Within five years, he said, Iran would need far more than the 10,000 that world powers wanted to limit it to.
Nuclear negotiations are continuing between Iran and the P5+1 group, with a deadline of 20 July for an agreement.
But France's foreign minister has hinted at growing differences between the Western countries in the talks.
Laurent Fabius said the P5+1 group - the US, France, Britain, Russia, China and Germany - had previously been "very homogeneous" in their dealings with Iran.
But "in recent days representatives in the negotiations have put forward a certain number of different approaches", he told a parliamentary committee in Paris on Monday.
He did not explain the differences but he did say that France "would like the unity of the 5+1 to be preserved".
World powers suspect Iran is seeking nuclear weapons - a charge Iran strongly denies. Iran insists it is enriching uranium to fuel power plants and for medical needs, and wants international sanctions to end.
Iran nuclear deal - timeline
- 20 January - First day of implementation of interim nuclear deal. IAEA begins verifying Iranian compliance; P5+1 and EU suspend sanctions
- 18 February - Iran and P5+1 begin talks in Vienna to find a "comprehensive solution"
- 20 July - Expiry of six-month interim period for finding comprehensive solution.
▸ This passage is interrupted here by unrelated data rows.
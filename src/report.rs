//! PDF rendering of the analysis report: KPI summary, the ranked city and
//! business tables, then every dashboard chart on its own page.

use printpdf::{
    BuiltinFont, Image, ImageTransform, IndirectFontRef, Mm, PdfDocument, PdfDocumentReference,
    PdfLayerIndex, PdfPageIndex,
};

use crate::charts::{self, ChartImage};
use crate::error::DashboardError;
use crate::export;
use crate::record::SalesRecord;

const PAGE_WIDTH: f64 = 210.0;
const PAGE_HEIGHT: f64 = 297.0;
const MARGIN: f64 = 18.0;
const FOOTER_HEIGHT: f64 = 14.0;
const LINE_HEIGHT: f64 = 7.0;
const CHART_DPI: f64 = 300.0;

fn export_err<E: std::fmt::Display>(e: E) -> DashboardError {
    DashboardError::Export(e.to_string())
}

/// Page cursor over the document. Text flows top-down with automatic page
/// breaks; printpdf itself addresses from the bottom-left corner.
struct PdfWriter {
    doc: PdfDocumentReference,
    pages: Vec<(PdfPageIndex, PdfLayerIndex)>,
    regular: IndirectFontRef,
    bold: IndirectFontRef,
    /// Distance from the top edge, in millimetres.
    y: f64,
}

impl PdfWriter {
    fn new(title: &str) -> Result<Self, DashboardError> {
        let (doc, page, layer) =
            PdfDocument::new(title, Mm(PAGE_WIDTH), Mm(PAGE_HEIGHT), "contenido");
        let regular = doc
            .add_builtin_font(BuiltinFont::Helvetica)
            .map_err(export_err)?;
        let bold = doc
            .add_builtin_font(BuiltinFont::HelveticaBold)
            .map_err(export_err)?;
        Ok(Self {
            doc,
            pages: vec![(page, layer)],
            regular,
            bold,
            y: MARGIN,
        })
    }

    fn current_layer(&self) -> printpdf::PdfLayerReference {
        let (page, layer) = *self.pages.last().unwrap_or(&self.pages[0]);
        self.doc.get_page(page).get_layer(layer)
    }

    fn add_page(&mut self) {
        let (page, layer) = self
            .doc
            .add_page(Mm(PAGE_WIDTH), Mm(PAGE_HEIGHT), "contenido");
        self.pages.push((page, layer));
        self.y = MARGIN;
    }

    /// Breaks the page unless `needed` millimetres still fit above the
    /// footer band.
    fn ensure_space(&mut self, needed: f64) {
        if self.y + needed > PAGE_HEIGHT - MARGIN - FOOTER_HEIGHT {
            self.add_page();
        }
    }

    fn text(&mut self, text: &str, size: f64, bold: bool, indent: f64) {
        self.ensure_space(LINE_HEIGHT);
        let font = if bold { &self.bold } else { &self.regular };
        self.current_layer().use_text(
            text,
            size,
            Mm(MARGIN + indent),
            Mm(PAGE_HEIGHT - self.y - LINE_HEIGHT),
            font,
        );
        self.y += LINE_HEIGHT;
    }

    fn heading(&mut self, text: &str) {
        self.ensure_space(LINE_HEIGHT * 2.0);
        self.y += LINE_HEIGHT * 0.5;
        self.text(text, 13.0, true, 0.0);
        self.y += LINE_HEIGHT * 0.3;
    }

    /// Two-column row: label on the left, value right-aligned by a fixed
    /// second-column offset.
    fn table_row(&mut self, label: &str, value: &str, bold: bool) {
        self.ensure_space(LINE_HEIGHT);
        let font = if bold { &self.bold } else { &self.regular };
        let layer = self.current_layer();
        let baseline = Mm(PAGE_HEIGHT - self.y - LINE_HEIGHT);
        layer.use_text(label, 11.0, Mm(MARGIN + 2.0), baseline, font);
        layer.use_text(value, 11.0, Mm(MARGIN + 90.0), baseline, font);
        self.y += LINE_HEIGHT;
    }

    /// Embeds a chart PNG scaled to the printable width, with its title as
    /// a caption. Charts always start on a fresh region tall enough to
    /// hold them.
    fn chart(&mut self, chart: &ChartImage) -> Result<(), DashboardError> {
        let target_width = PAGE_WIDTH - 2.0 * MARGIN;
        let natural_width = chart.width as f64 * 25.4 / CHART_DPI;
        let scale = target_width / natural_width;
        let height_mm = chart.height as f64 * 25.4 / CHART_DPI * scale;

        self.ensure_space(height_mm + LINE_HEIGHT * 2.5);
        self.text(&chart.title, 13.0, true, 0.0);
        self.y += LINE_HEIGHT * 0.3;

        let dynamic = printpdf::image_crate::load_from_memory(&chart.png).map_err(export_err)?;
        let image = Image::from_dynamic_image(&dynamic);
        image.add_to_layer(
            self.current_layer(),
            ImageTransform {
                translate_x: Some(Mm(MARGIN)),
                translate_y: Some(Mm(PAGE_HEIGHT - self.y - height_mm)),
                scale_x: Some(scale),
                scale_y: Some(scale),
                dpi: Some(CHART_DPI),
                ..Default::default()
            },
        );
        self.y += height_mm + LINE_HEIGHT;
        Ok(())
    }

    /// Stamps "Página i de N" on every page and serializes the document.
    fn finish(self) -> Result<Vec<u8>, DashboardError> {
        let total = self.pages.len();
        for (i, (page, layer)) in self.pages.iter().enumerate() {
            self.doc.get_page(*page).get_layer(*layer).use_text(
                format!("Página {} de {}", i + 1, total),
                9.0,
                Mm(PAGE_WIDTH / 2.0 - 12.0),
                Mm(8.0),
                &self.regular,
            );
        }
        self.doc.save_to_bytes().map_err(export_err)
    }
}

/// Renders the full analysis report as PDF bytes.
pub fn report_pdf(records: &[SalesRecord]) -> Result<Vec<u8>, DashboardError> {
    let mut writer = PdfWriter::new("Reporte de Análisis")?;

    for row in export::report_rows(records) {
        match row.len() {
            0 => writer.y += LINE_HEIGHT * 0.5,
            1 if writer.y <= MARGIN + LINE_HEIGHT => {
                // Document title on the first line.
                writer.text(&row[0], 16.0, true, 0.0);
                writer.y += LINE_HEIGHT * 0.5;
            }
            1 => writer.heading(&row[0]),
            _ => {
                let header = row[1] == "Total Unidades";
                writer.table_row(&row[0], &row[1], header);
            }
        }
    }

    for chart in charts::dashboard_charts(records) {
        writer.chart(&chart)?;
    }

    writer.finish()
}
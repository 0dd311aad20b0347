//! Geo-bucketing for the heatmap: free-text city values are matched onto a
//! fixed set of known locations by case/diacritic-insensitive containment.
//! Unmatched cities are excluded from the bucketed counts but not from any
//! other aggregate.

use serde::Serialize;
use unicode_normalization::char::is_combining_mark;
use unicode_normalization::UnicodeNormalization;

use crate::record::SalesRecord;

/// Known locations with their map coordinates, in match-priority order.
pub const KNOWN_CITIES: [(&str, f64, f64); 3] = [
    ("La Ceiba", 15.7739, -86.7964),
    ("El Porvenir", 15.7734, -86.8587),
    ("El Pino", 15.7289, -86.8621),
];

/// Intensity floor for locations that have at least one record, so sparse
/// buckets stay visible on the heat layer.
const MIN_INTENSITY: f64 = 0.35;

/// One heatmap point: a known location with its record count and
/// normalized intensity.
#[derive(Debug, Clone, PartialEq, Serialize)]
pub struct HeatPoint {
    pub city: String,
    pub lat: f64,
    pub lon: f64,
    pub count: usize,
    /// `max(0.35, count / max_count)` when count > 0, else 0.
    pub intensity: f64,
}

fn fold_city(raw: &str) -> String {
    let stripped: String = raw
        .nfd()
        .filter(|c| !is_combining_mark(*c))
        .collect::<String>()
        .to_lowercase();
    stripped.split_whitespace().collect::<Vec<_>>().join(" ")
}

/// True when the record city equals or contains the known location name,
/// ignoring case, diacritics and whitespace runs. Containment covers
/// values like "La Ceiba, Atlántida".
pub fn matches_city(value: &str, target: &str) -> bool {
    let v = fold_city(value);
    let t = fold_city(target);
    v == t || v.contains(&t)
}

/// Record count per known location, in fixed location order. Each record
/// lands in at most one bucket (first match in priority order); cities
/// matching no location are excluded entirely.
pub fn city_counts(records: &[SalesRecord]) -> Vec<(String, usize)> {
    let mut counts: Vec<(String, usize)> = KNOWN_CITIES
        .iter()
        .map(|(name, _, _)| (name.to_string(), 0))
        .collect();

    for record in records {
        if record.city.is_empty() {
            continue;
        }
        for (i, (name, _, _)) in KNOWN_CITIES.iter().enumerate() {
            if matches_city(&record.city, name) {
                counts[i].1 += 1;
                break;
            }
        }
    }
    counts
}

/// Heatmap points for every known location, intensity normalized to the
/// maximum count and floored at the minimum visible intensity.
pub fn heat_points(records: &[SalesRecord]) -> Vec<HeatPoint> {
    let counts = city_counts(records);
    let max = counts.iter().map(|(_, c)| *c).max().unwrap_or(0);

    counts
        .into_iter()
        .zip(KNOWN_CITIES.iter())
        .map(|((city, count), (_, lat, lon))| {
            let intensity = if count > 0 && max > 0 {
                (count as f64 / max as f64).clamp(MIN_INTENSITY, 1.0)
            } else {
                0.0
            };
            HeatPoint {
                city,
                lat: *lat,
                lon: *lon,
                count,
                intensity,
            }
        })
        .collect()
}

#[cfg(test)]
mod tests {
    use super::*;

    fn record(city: &str, quantity: f64) -> SalesRecord {
        SalesRecord {
            id: None,
            salesperson: String::new(),
            city: city.into(),
            business: String::new(),
            presentation: String::new(),
            quantity,
            date: "2024-01-01".into(),
            owner_id: "o".into(),
            source_file: String::new(),
        }
    }

    #[test]
    fn matching_ignores_case_and_diacritics_and_allows_containment() {
        assert!(matches_city("la ceiba", "La Ceiba"));
        assert!(matches_city("La Ceiba, Atlántida", "La Ceiba"));
        assert!(matches_city("EL PORVENÍR", "El Porvenir"));
        assert!(!matches_city("Tegucigalpa", "La Ceiba"));
    }

    #[test]
    fn buckets_known_cities_and_excludes_the_rest() {
        let records = vec![
            record("La Ceiba", 10.0),
            record("el porvenir", 5.0),
            record("Tegucigalpa", 3.0),
        ];

        let counts = city_counts(&records);
        assert_eq!(
            counts,
            vec![
                ("La Ceiba".to_string(), 1),
                ("El Porvenir".to_string(), 1),
                ("El Pino".to_string(), 0),
            ]
        );

        let points = heat_points(&records);
        assert_eq!(points[0].intensity, 1.0);
        assert_eq!(points[1].intensity, 1.0);
        assert_eq!(points[2].intensity, 0.0);
    }

    #[test]
    fn sparse_buckets_keep_the_minimum_visible_intensity() {
        let mut records = vec![record("El Pino", 1.0)];
        for _ in 0..9 {
            records.push(record("La Ceiba", 1.0));
        }
        let points = heat_points(&records);
        assert_eq!(points[0].intensity, 1.0);
        assert_eq!(points[2].count, 1);
        assert_eq!(points[2].intensity, 0.35);
    }

    #[test]
    fn no_records_means_zero_intensity_everywhere() {
        let points = heat_points(&[]);
        assert!(points.iter().all(|p| p.count == 0 && p.intensity == 0.0));
    }
}
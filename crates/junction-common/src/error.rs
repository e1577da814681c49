//! Common error types for junction components.

use thiserror::Error;

/// Common errors across junction components
#[derive(Debug, Error)]
pub enum JunctionError {
    /// World-state key is absent
    #[error("World-state key not found: {0}")]
    NotFound(String),

    /// Neighbour hint has the wrong shape
    #[error("Malformed hint from junction {junction}: {reason}")]
    MalformedHint { junction: u32, reason: String },

    /// Signed hint names a publisher other than the slot's owner
    #[error("Invalid hint signature: expected junction {expected}, got {found:?}")]
    InvalidSignature { expected: u32, found: String },

    /// Hint area was never provisioned
    #[error("Hint store unavailable: {0}")]
    StoreUnavailable(String),

    /// Reading or writing a hint record failed
    #[error("Hint store I/O error on {record}: {source}")]
    HintIo {
        record: String,
        #[source]
        source: std::io::Error,
    },

    /// World-state link is broken
    #[error("World-state connection failure: {0}")]
    ConnectionFailure(#[source] std::io::Error),

    /// Stored value does not decode as its declared type
    #[error("Invalid value at {key}: {value:?}")]
    InvalidValue { key: String, value: String },

    /// Configuration error
    #[error("Configuration error: {0}")]
    Config(String),
}

impl JunctionError {
    /// Returns true if this error must end the controller loop
    pub fn is_fatal(&self) -> bool {
        matches!(self, Self::ConnectionFailure(_) | Self::Config(_))
    }

    /// Returns true if the tick may carry on past this error
    pub fn is_recoverable(&self) -> bool {
        matches!(
            self,
            Self::MalformedHint { .. } | Self::InvalidSignature { .. } | Self::StoreUnavailable(_)
        )
    }
}

#[cfg(test)]
mod tests {
    use super::*;

    #[test]
    fn test_error_classification() {
        let broken = JunctionError::ConnectionFailure(std::io::Error::new(
            std::io::ErrorKind::BrokenPipe,
            "gone",
        ));
        assert!(broken.is_fatal());
        assert!(!broken.is_recoverable());

        let spoofed = JunctionError::InvalidSignature {
            expected: 2,
            found: "3".to_string(),
        };
        assert!(spoofed.is_recoverable());
        assert!(!spoofed.is_fatal());

        let missing = JunctionError::NotFound("junction-1::north::vehicle_count".to_string());
        assert!(!missing.is_fatal());
        assert!(!missing.is_recoverable());
    }
}
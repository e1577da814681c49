//! Hint wire format.
//!
//! A hint is a line of whitespace-separated tokens announcing which of the
//! publisher's approaches are flowing:
//!
//! ```text
//! baseline:  <n> <e> <s> <w>              e.g. "0 1 0 1"
//! signed:    <publisher> <n> <e> <s> <w>  e.g. "2 0 1 0 1"
//! ```
//!
//! Each bit token is `0` or `1`. In signed mode the reader rejects any record
//! whose publisher token is not the id of the junction owning the slot.

use junction_common::{Flow, JunctionError, JunctionId, Protections};

/// Layout of hint records
#[derive(Debug, Clone, Copy, PartialEq, Eq)]
pub enum HintMode {
    /// Four bare flow bits
    Baseline,
    /// Publisher id followed by four flow bits
    Signed,
}

impl HintMode {
    fn token_count(self) -> usize {
        match self {
            Self::Baseline => 4,
            Self::Signed => 5,
        }
    }
}

impl From<&Protections> for HintMode {
    fn from(protections: &Protections) -> Self {
        if protections.repudiation {
            Self::Signed
        } else {
            Self::Baseline
        }
    }
}

/// Render `flow` as the record `publisher` writes to its own slot
pub fn encode(flow: &Flow, mode: HintMode, publisher: JunctionId) -> String {
    let bits = flow
        .bits()
        .map(|moving| if moving { "1" } else { "0" })
        .join(" ");

    match mode {
        HintMode::Baseline => bits,
        HintMode::Signed => format!("{} {}", publisher, bits),
    }
}

/// Parse the record read from `expected`'s slot
pub fn decode(raw: &str, mode: HintMode, expected: JunctionId) -> Result<Flow, JunctionError> {
    let tokens: Vec<&str> = raw.split_whitespace().collect();
    if tokens.len() != mode.token_count() {
        return Err(JunctionError::MalformedHint {
            junction: expected,
            reason: format!(
                "expected {} tokens, got {}",
                mode.token_count(),
                tokens.len()
            ),
        });
    }

    let bit_tokens = match mode {
        HintMode::Baseline => &tokens[..],
        HintMode::Signed => {
            let publisher = tokens[0];
            if publisher != expected.to_string() {
                return Err(JunctionError::InvalidSignature {
                    expected,
                    found: publisher.to_string(),
                });
            }
            &tokens[1..]
        }
    };

    let mut bits = [false; 4];
    for (bit, token) in bits.iter_mut().zip(bit_tokens) {
        *bit = match *token {
            "1" => true,
            "0" => false,
            other => {
                return Err(JunctionError::MalformedHint {
                    junction: expected,
                    reason: format!("invalid flow bit {:?}", other),
                });
            }
        };
    }

    Ok(Flow::from(bits))
}
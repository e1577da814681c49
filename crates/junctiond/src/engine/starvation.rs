//! Per-direction starvation tracking.

use junction_common::{Direction, Flow, Lights};

/// Ticks since each direction was last green
#[derive(Debug, Clone, PartialEq, Eq)]
pub struct StarvationCounters {
    ticks: [u32; 4],
    threshold: u32,
}

impl StarvationCounters {
    pub fn new(threshold: u32) -> Self {
        Self {
            ticks: [0; 4],
            threshold,
        }
    }

    pub fn threshold(&self) -> u32 {
        self.threshold
    }

    pub fn get(&self, direction: Direction) -> u32 {
        self.ticks[direction.index()]
    }

    #[cfg(test)]
    pub fn set(&mut self, direction: Direction, ticks: u32) {
        self.ticks[direction.index()] = ticks;
    }

    /// Prime `direction` to trip the threshold soon: raise it to at least
    /// `threshold - 1`, never lowering it
    pub fn boost(&mut self, direction: Direction) {
        let floor = self.threshold.saturating_sub(1);
        let ticks = &mut self.ticks[direction.index()];
        *ticks = (*ticks).max(floor);
    }

    /// First direction, in priority order, whose counter exceeds the threshold
    pub fn starving(&self) -> Option<Direction> {
        Direction::ALL
            .into_iter()
            .find(|direction| self.get(*direction) > self.threshold)
    }

    /// Apply a tick's final flow: green directions reset, red ones age
    pub fn record(&mut self, flow: &Flow) -> Lights {
        for direction in Direction::ALL {
            let ticks = &mut self.ticks[direction.index()];
            if flow.get(direction) {
                *ticks = 0;
            } else {
                *ticks = ticks.saturating_add(1);
            }
        }
        Lights::from(*flow)
    }
}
If not renewed by mutual consent, P5+1 may increase sanctions
- November - Iran and P5+1 aim to "conclude negotiating and commence implementing" the second step of any comprehensive solution
Last month, Mr Fabius said that Iran must restrict its number of centrifuges to just a few hundred.
Negotiators from the US, UK, France, Russia, China and Germany (P5+1) in Vienna want Iran to scale back enrichment to ensure the uranium cannot be used in weapons.
In his comments on Tuesday, Ayatollah Khamenei also expressed strong support for Iran's negotiating team in Vienna, a boost to moderate President Rouhani, who has been accused by hardliners of giving to much ground on the nuclear issue.
Both sides are hoping to build on an interim deal agreed in Geneva in November that saw Iran curb enrichment in return for sanctions relief.
But progress since the Geneva deal has been slow, with the last round of talks in May proving unfruitful.
Mr Fabius said "none of the main issues" had been resolved.
Differences remain over how much uranium enrichment capacity Iran should be allowed to keep, as well as other issues.
Iranian officials have suggested that the deadline could be extended for another six months to allow negotiations to continue.